Ramadan Bulan Mendidik Nafsu, Begini Penjelasan Guru Zuhdi

apahabar.com, BANJARMASIN – Nafsu itu seperti anak kecil. Untuk mendidiknya, orangtua tidak selalu mengabulkan segala permintaannya….

Featured-Image
Tuan Guru H Ahmad Zuhdiannoor. Foto-Istimewa

bakabar.com, BANJARMASIN - Nafsu itu seperti anak kecil. Untuk mendidiknya, orangtua tidak selalu mengabulkan segala permintaannya. Nah, dengan adanya ibadah puasa, Ramadan menjadi bulan yang tepat untuk mendidik nafsu.

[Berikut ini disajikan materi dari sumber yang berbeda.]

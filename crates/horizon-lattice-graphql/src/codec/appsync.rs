//! AWS AppSync real-time framing.
//!
//! AppSync speaks `graphql-ws` with two differences: the handshake goes to a
//! separate realtime host with the API key encoded in the query string, and
//! every `start` frame carries the operation as a JSON *string* next to an
//! `authorization` extension.

use base64::Engine;
use base64::engine::general_purpose::STANDARD as BASE64;
use chrono::{DateTime, Utc};
use serde::Serialize;
use url::Url;

use super::{DefaultCodec, Frame, MessageCodec, switch_to_socket_scheme};
use crate::error::{ClientError, Result};
use crate::protocol::{ClientMessage, QueryPayload};

const API_HOST_MARKER: &str = ".appsync-api.";
const REALTIME_HOST_MARKER: &str = ".appsync-realtime-api.";

/// `base64("{}")`, the empty handshake payload.
const EMPTY_PAYLOAD: &str = "e30=";

const USER_AGENT: &str = concat!("horizon-lattice-graphql/", env!("CARGO_PKG_VERSION"));

/// Format a timestamp the way AppSync expects in `x-amz-date`:
/// ISO-8601 UTC with the `-` and `:` separators removed.
pub fn amz_date(now: DateTime<Utc>) -> String {
    now.format("%Y%m%dT%H%M%SZ").to_string()
}

#[derive(Serialize)]
struct HandshakeHeader<'a> {
    host: &'a str,
    #[serde(rename = "x-api-key")]
    api_key: &'a str,
}

#[derive(Serialize)]
struct Authorization<'a> {
    host: &'a str,
    #[serde(rename = "x-api-key")]
    api_key: &'a str,
    #[serde(rename = "x-amz-user-agent")]
    user_agent: &'a str,
    #[serde(rename = "x-amz-date")]
    date: String,
}

#[derive(Serialize)]
struct Extensions<'a> {
    authorization: Authorization<'a>,
}

#[derive(Serialize)]
struct SignedStart<'a> {
    data: String,
    extensions: Extensions<'a>,
}

/// Codec for AppSync API-key authenticated subscriptions.
#[derive(Debug, Clone)]
pub struct AppSyncCodec {
    host: String,
    api_key: String,
}

impl AppSyncCodec {
    /// Create a codec for the given GraphQL endpoint
    /// (`https://<id>.appsync-api.<region>.amazonaws.com/graphql`).
    pub fn new(endpoint: &Url, api_key: impl Into<String>) -> Result<Self> {
        let host = endpoint
            .host_str()
            .ok_or_else(|| ClientError::Request(format!("endpoint '{endpoint}' has no host")))?;
        Ok(Self {
            host: host.to_string(),
            api_key: api_key.into(),
        })
    }

    /// The API host that requests are signed for.
    pub fn host(&self) -> &str {
        &self.host
    }

    /// Encode a `start` frame signed at `now`.
    pub fn encode_start_at(
        &self,
        id: &str,
        payload: &QueryPayload,
        now: DateTime<Utc>,
    ) -> Result<String> {
        let data = serde_json::to_string(payload)
            .map_err(|e| ClientError::Request(format!("failed to encode operation: {e}")))?;
        let signed = SignedStart {
            data,
            extensions: Extensions {
                authorization: Authorization {
                    host: &self.host,
                    api_key: &self.api_key,
                    user_agent: USER_AGENT,
                    date: amz_date(now),
                },
            },
        };
        Frame::new("start", Some(id), Some(signed)).to_json()
    }

    /// Build the realtime handshake URL for an AppSync GraphQL endpoint.
    pub fn realtime_url(&self, endpoint: &Url) -> Result<Url> {
        let realtime_host = self.host.replacen(API_HOST_MARKER, REALTIME_HOST_MARKER, 1);

        let mut url = endpoint.clone();
        switch_to_socket_scheme(&mut url)?;
        url.set_host(Some(&realtime_host))?;

        let header = serde_json::to_vec(&HandshakeHeader {
            host: &self.host,
            api_key: &self.api_key,
        })
        .map_err(|e| ClientError::Request(format!("failed to encode handshake header: {e}")))?;
        url.set_query(Some(&format!(
            "header={}&payload={EMPTY_PAYLOAD}",
            BASE64.encode(header)
        )));

        tracing::debug!(
            target: "horizon_lattice_graphql::codec",
            host = %realtime_host,
            "using AppSync realtime endpoint"
        );
        Ok(url)
    }
}

impl MessageCodec for AppSyncCodec {
    fn encode(&self, message: &ClientMessage) -> Result<String> {
        match message {
            ClientMessage::Start { id, payload } => self.encode_start_at(id, payload, Utc::now()),
            other => DefaultCodec.encode(other),
        }
    }

    fn connection_url(&self, endpoint: &Url) -> Result<Url> {
        self.realtime_url(endpoint)
    }

    fn acknowledges_start(&self) -> bool {
        true
    }
}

Bulan puasa (Ramadan), kata Tuan Guru H Ahmad Zuhdiannoor, adalah bulan kesabaran. Di mana umat Islam disuruh melawan hawa nafsu. Di antara mereka ada yang berusaha menahan diri dari lapar, dahaga dan yang membatalkan dari puasa saja. Ada juga yang lebih dari sekadar menahan lapar dan dahaga, yakni berupaya menahan diri dari dosa dan kesalahan. Bahkan ada yang lebih dari itu, yaitu berupaya menahan hati dari lupa kepada Allah, selain menahan lapar, dahaga serta dari dosa dan kesalahan.

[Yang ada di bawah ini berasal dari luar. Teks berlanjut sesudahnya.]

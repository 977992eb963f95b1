//! Routing of inbound subscription frames.

use crate::error::ClientError;
use crate::protocol::{ClientMessage, ServerMessage};

use super::registry::{SubscriptionRegistry, SubscriptionState};

/// Route a subscription-level message to its subscriber.
///
/// Returns a `stop` frame when the message completes a deferred
/// cancellation or ends a subscription with an error. Frames for unknown ids
/// are dropped. Connection-level messages (`connection_ack`,
/// `connection_error`) are handled by the connection before this point.
pub(crate) fn dispatch(
    registry: &mut SubscriptionRegistry,
    message: ServerMessage,
) -> Option<ClientMessage> {
    match message {
        ServerMessage::StartAck { id } => registry.acknowledge(&id),

        ServerMessage::Data { id, payload } => {
            // data proves the server registered the subscription
            if let Some(stop) = implicit_ack(registry, &id) {
                return Some(stop);
            }
            match registry.handler(&id) {
                Some(handler) => handler.on_message(payload),
                None => drop_unknown(&id, "data"),
            }
            None
        }

        ServerMessage::Error { id, payload } => {
            if let Some(stop) = implicit_ack(registry, &id) {
                return Some(stop);
            }
            match registry.handler(&id) {
                Some(handler) => {
                    handler.on_error(ClientError::Response(payload.errors()));
                    registry.unregister(&id)
                }
                None => {
                    drop_unknown(&id, "error");
                    None
                }
            }
        }

        ServerMessage::Complete { id } => {
            // the server already forgot the id, so no stop is owed
            match registry.remove(&id) {
                Some(handler) => handler.on_complete(),
                None => tracing::trace!(
                    target: "horizon_lattice_graphql::subscription",
                    id = %id,
                    "complete for inactive subscription"
                ),
            }
            None
        }

        ServerMessage::KeepAlive => {
            tracing::trace!(target: "horizon_lattice_graphql::subscription", "keep-alive");
            None
        }

        ServerMessage::ConnectionAck | ServerMessage::ConnectionError { .. } => {
            tracing::debug!(
                target: "horizon_lattice_graphql::subscription",
                kind = message.kind(),
                "connection-level message ignored by dispatcher"
            );
            None
        }
    }
}

/// Acknowledge `id` if it is still waiting. Returns the deferred `stop` of a
/// cancelled subscription.
fn implicit_ack(registry: &mut SubscriptionRegistry, id: &str) -> Option<ClientMessage> {
    match registry.state(id) {
        Some(SubscriptionState::Initialized) | Some(SubscriptionState::Cancelled) => {
            registry.acknowledge(id)
        }
        _ => None,
    }
}

fn drop_unknown(id: &str, kind: &str) {
    tracing::trace!(
        target: "horizon_lattice_graphql::subscription",
        id = %id,
        kind,
        "frame for unknown subscription dropped"
    );
}
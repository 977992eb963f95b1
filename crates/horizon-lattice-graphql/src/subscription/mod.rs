//! Subscription bookkeeping.
//!
//! The registry tracks each subscription through
//! `Initialized`, `Acknowledged` and `Cancelled`, the dispatcher routes
//! inbound frames to subscribers by id, and [`SubscriptionStream`] is what
//! callers hold.

mod dispatch;
mod registry;
mod stream;

pub use registry::SubscriptionState;
pub use stream::SubscriptionStream;

pub(crate) use dispatch::dispatch;
pub(crate) use registry::{SubscriptionHandler, SubscriptionRegistry};
pub(crate) use stream::ChannelHandler;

"Perjuangan kita sama, (yakni ) melawan hawa nafsu yang ada di awak (badan) kita. Nafsu di awak kita adalah musuh. Dia menghancur. (karena itu) Jangan baranai (diam), kita disuruh melawan. Kehendak nafsu jangan selalu ditaati, karena kita bukan hamba nafsu, tapi hambanya Allah," ujar Guru Zuhdi -akrab ulama ini disapa- ketika memberikan tausiah di kediaman H Rustam di Jl Barito, Kapuas, Kalimantan Tengah pada Minggu (28/4/2019) .

Kita, sambung Guru Zuhdi, diberi akal dan hati untuk membatasi gerak nafsu. Dengan memungsikan akal dan hati, akan mudah untuk mendidik nafsu.

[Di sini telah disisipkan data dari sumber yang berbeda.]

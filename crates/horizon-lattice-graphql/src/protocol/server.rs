//! Server to client messages.

use serde::de::DeserializeOwned;
use serde_json::{Map, Value};

use super::RawFrame;
use crate::error::{ClientError, Result};
use crate::response::ErrorData;

/// The payload of a `data` or `error` frame.
///
/// Nothing inside the payload is decoded until a target type is requested,
/// so unused or malformed fields never fail the frame itself.
#[derive(Debug, Clone, PartialEq)]
pub struct MessagePayload(Value);

impl MessagePayload {
    /// Wrap a raw JSON payload.
    pub fn new(value: Value) -> Self {
        Self(value)
    }

    /// Decode the payload's `data` field as `T`.
    ///
    /// A payload that carries a non-empty `errors` list fails with
    /// [`ClientError::Response`] instead.
    pub fn data<T: DeserializeOwned>(&self) -> Result<T> {
        let errors = self.embedded_errors();
        if !errors.is_empty() {
            return Err(ClientError::Response(errors));
        }

        let data = self
            .0
            .get("data")
            .ok_or_else(|| ClientError::Decode("payload has no 'data' field".into()))?;
        serde_json::from_value(data.clone())
            .map_err(|e| ClientError::Decode(format!("failed to decode payload data: {e}")))
    }

    /// Interpret the payload as a list of GraphQL errors.
    ///
    /// Servers disagree on the shape: a bare error object, an array, an
    /// object with an `errors` array, or an error nested under `data`. Any
    /// of these is accepted; anything else becomes a single error whose
    /// message is the raw payload.
    pub fn errors(&self) -> Vec<ErrorData> {
        let errors = self.embedded_errors();
        if !errors.is_empty() {
            return errors;
        }

        if let Ok(list) = serde_json::from_value::<Vec<ErrorData>>(self.0.clone()) {
            return list;
        }
        if let Ok(single) = serde_json::from_value::<ErrorData>(self.0.clone()) {
            return vec![single];
        }
        if let Some(nested) = self.0.get("data")
            && let Ok(single) = serde_json::from_value::<ErrorData>(nested.clone())
        {
            return vec![single];
        }

        vec![ErrorData::new(self.0.to_string())]
    }

    fn embedded_errors(&self) -> Vec<ErrorData> {
        self.0
            .get("errors")
            .and_then(|errors| serde_json::from_value(errors.clone()).ok())
            .unwrap_or_default()
    }

    /// The raw payload.
    pub fn as_value(&self) -> &Value {
        &self.0
    }

    /// Consume the payload, returning the raw JSON.
    pub fn into_value(self) -> Value {
        self.0
    }
}

/// A message sent from the server to the client.
#[derive(Debug, Clone, PartialEq)]
pub enum ServerMessage {
    /// The server accepted `connection_init`.
    ConnectionAck,
    /// The server rejected the connection.
    ConnectionError {
        /// Error details, if any were sent.
        payload: Option<MessagePayload>,
    },
    /// The server registered the subscription `id`.
    StartAck {
        /// Subscription id.
        id: String,
    },
    /// A result for subscription `id`.
    Data {
        /// Subscription id.
        id: String,
        /// The result envelope.
        payload: MessagePayload,
    },
    /// An error for subscription `id`. Terminal for that subscription.
    Error {
        /// Subscription id.
        id: String,
        /// The error payload.
        payload: MessagePayload,
    },
    /// The server finished subscription `id`.
    Complete {
        /// Subscription id.
        id: String,
    },
    /// Keep-alive (`ka`).
    KeepAlive,
}

impl ServerMessage {
    /// Parse a server frame, looking at `type` before anything else.
    ///
    /// An unrecognized `type` is a [`ClientError::Decode`].
    pub fn from_json(text: &str) -> Result<Self> {
        let mut frame = RawFrame::parse(text)?;
        let message = match frame.kind.as_str() {
            "connection_ack" => Self::ConnectionAck,
            "ka" => Self::KeepAlive,
            "connection_error" => Self::ConnectionError {
                payload: frame.payload.take().map(MessagePayload),
            },
            "start_ack" => Self::StartAck {
                id: frame.require_id()?,
            },
            "complete" => Self::Complete {
                id: frame.require_id()?,
            },
            "data" => Self::Data {
                id: frame.require_id()?,
                payload: MessagePayload(frame.require_payload()?),
            },
            "error" => Self::Error {
                id: frame.require_id()?,
                payload: MessagePayload(frame.require_payload()?),
            },
            other => {
                return Err(ClientError::Decode(format!(
                    "unknown server message type '{other}'"
                )));
            }
        };
        Ok(message)
    }

    /// Encode the frame as a server sends it. Test servers use this to
    /// answer a client.
    pub fn to_json(&self) -> String {
        let payload = match self {
            Self::ConnectionError { payload } => payload.as_ref(),
            Self::Data { payload, .. } | Self::Error { payload, .. } => Some(payload),
            _ => None,
        };

        let mut frame = Map::new();
        frame.insert("type".into(), Value::from(self.kind()));
        if let Some(id) = self.id() {
            frame.insert("id".into(), Value::from(id));
        }
        if let Some(payload) = payload {
            frame.insert("payload".into(), payload.as_value().clone());
        }
        Value::Object(frame).to_string()
    }

    /// The wire discriminator.
    pub fn kind(&self) -> &'static str {
        match self {
            Self::ConnectionAck => "connection_ack",
            Self::ConnectionError { .. } => "connection_error",
            Self::StartAck { .. } => "start_ack",
            Self::Data { .. } => "data",
            Self::Error { .. } => "error",
            Self::Complete { .. } => "complete",
            Self::KeepAlive => "ka",
        }
    }

    /// The subscription id the message refers to, if any.
    pub fn id(&self) -> Option<&str> {
        match self {
            Self::StartAck { id }
            | Self::Data { id, .. }
            | Self::Error { id, .. }
            | Self::Complete { id } => Some(id),
            Self::ConnectionAck | Self::ConnectionError { .. } | Self::KeepAlive => None,
        }
    }
}

#[cfg(test)]
mod tests {
    use super::*;
    use serde::Deserialize;
    use serde_json::json;

    #[test]
    fn test_control_frames() {
        assert_eq!(
            ServerMessage::from_json(r#"{"type":"connection_ack"}"#).unwrap(),
            ServerMessage::ConnectionAck
        );
        // AppSync attaches a payload to the ack
        assert_eq!(
            ServerMessage::from_json(
                r#"{"type":"connection_ack","payload":{"connectionTimeoutMs":300000}}"#
            )
            .unwrap(),
            ServerMessage::ConnectionAck
        );
        assert_eq!(
            ServerMessage::from_json(r#"{"type":"ka"}"#).unwrap(),
            ServerMessage::KeepAlive
        );
        assert_eq!(
            ServerMessage::from_json(r#"{"type":"complete","id":"9"}"#).unwrap(),
            ServerMessage::Complete { id: "9".into() }
        );
        assert_eq!(
            ServerMessage::from_json(r#"{"type":"start_ack","id":"9"}"#).unwrap(),
            ServerMessage::StartAck { id: "9".into() }
        );
    }

    #[test]
    fn test_data_payload_is_lazy() {
        #[derive(Debug, Deserialize, PartialEq)]
        struct Todo {
            id: String,
        }

        // "extra" would not fit Todo, but it is never looked at
        let message = ServerMessage::from_json(
            r#"{"type":"data","id":"123","payload":{"data":{"id":"t1"},"extra":[1,2]}}"#,
        )
        .unwrap();

        let ServerMessage::Data { id, payload } = message else {
            panic!("expected data");
        };
        assert_eq!(id, "123");
        assert_eq!(payload.data::<Todo>().unwrap(), Todo { id: "t1".into() });
        assert!(matches!(
            payload.data::<Vec<String>>(),
            Err(ClientError::Decode(_))
        ));
    }

    #[test]
    fn test_data_with_errors_is_response_error() {
        let payload = MessagePayload::new(json!({
            "data": null,
            "errors": [{"message": "not allowed"}]
        }));
        let err = payload.data::<Value>().unwrap_err();
        assert_eq!(err.response_errors().unwrap()[0].message, "not allowed");
    }

    #[test]
    fn test_error_payload_shapes() {
        let single = MessagePayload::new(json!({"message": "bad query"}));
        assert_eq!(single.errors()[0].message, "bad query");

        let list = MessagePayload::new(json!([{"message": "a"}, {"message": "b"}]));
        assert_eq!(list.errors().len(), 2);

        let wrapped = MessagePayload::new(json!({"errors": [{"message": "c"}]}));
        assert_eq!(wrapped.errors()[0].message, "c");

        let nested = MessagePayload::new(json!({"data": {"message": "d"}}));
        assert_eq!(nested.errors()[0].message, "d");

        let opaque = MessagePayload::new(json!("boom"));
        assert_eq!(opaque.errors()[0].message, "\"boom\"");
    }

    #[test]
    fn test_every_variant_survives_encoding() {
        let messages = [
            ServerMessage::ConnectionAck,
            ServerMessage::ConnectionError { payload: None },
            ServerMessage::ConnectionError {
                payload: Some(MessagePayload::new(json!({"message": "bad token"}))),
            },
            ServerMessage::StartAck { id: "1".into() },
            ServerMessage::Data {
                id: "1".into(),
                payload: MessagePayload::new(json!({"data": {"n": 1}})),
            },
            ServerMessage::Error {
                id: "1".into(),
                payload: MessagePayload::new(json!([{"message": "denied"}])),
            },
            ServerMessage::Complete { id: "1".into() },
            ServerMessage::KeepAlive,
        ];

        for message in messages {
            let text = message.to_json();
            assert_eq!(ServerMessage::from_json(&text).unwrap(), message, "{text}");
        }
    }

    #[test]
    fn test_encoding_matches_wire_format() {
        assert_eq!(ServerMessage::KeepAlive.to_json(), r#"{"type":"ka"}"#);

        let frame: Value = serde_json::from_str(
            &ServerMessage::Data {
                id: "7".into(),
                payload: MessagePayload::new(json!({"data": null})),
            }
            .to_json(),
        )
        .unwrap();
        assert_eq!(frame, json!({"type": "data", "id": "7", "payload": {"data": null}}));
    }

    #[test]
    fn test_unknown_type_is_decode_error() {
        assert!(matches!(
            ServerMessage::from_json(r#"{"type":"next","id":"1","payload":{}}"#),
            Err(ClientError::Decode(_))
        ));
        assert!(matches!(
            ServerMessage::from_json("not json"),
            Err(ClientError::Decode(_))
        ));
        assert!(ServerMessage::from_json(r#"{"type":"data","payload":{}}"#).is_err());
    }
}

"Kita (dengan akal dan hati), seolah-olah menjadi penengah antara nafsu dengan Allah," kata Guru.

Nafsu menginginkan sesuatu, tetapi keinginan itu harus disaring dengan akal dan hati. Semisal, ketika hendak berbuka puasa, nafsu menginginkan makanan dan minuman yang lezat dan banyak jumlahnya. Sementara ketika sudah berbuka, tidak semua minuman dan makanan yang sudah disediakan dapat termakan.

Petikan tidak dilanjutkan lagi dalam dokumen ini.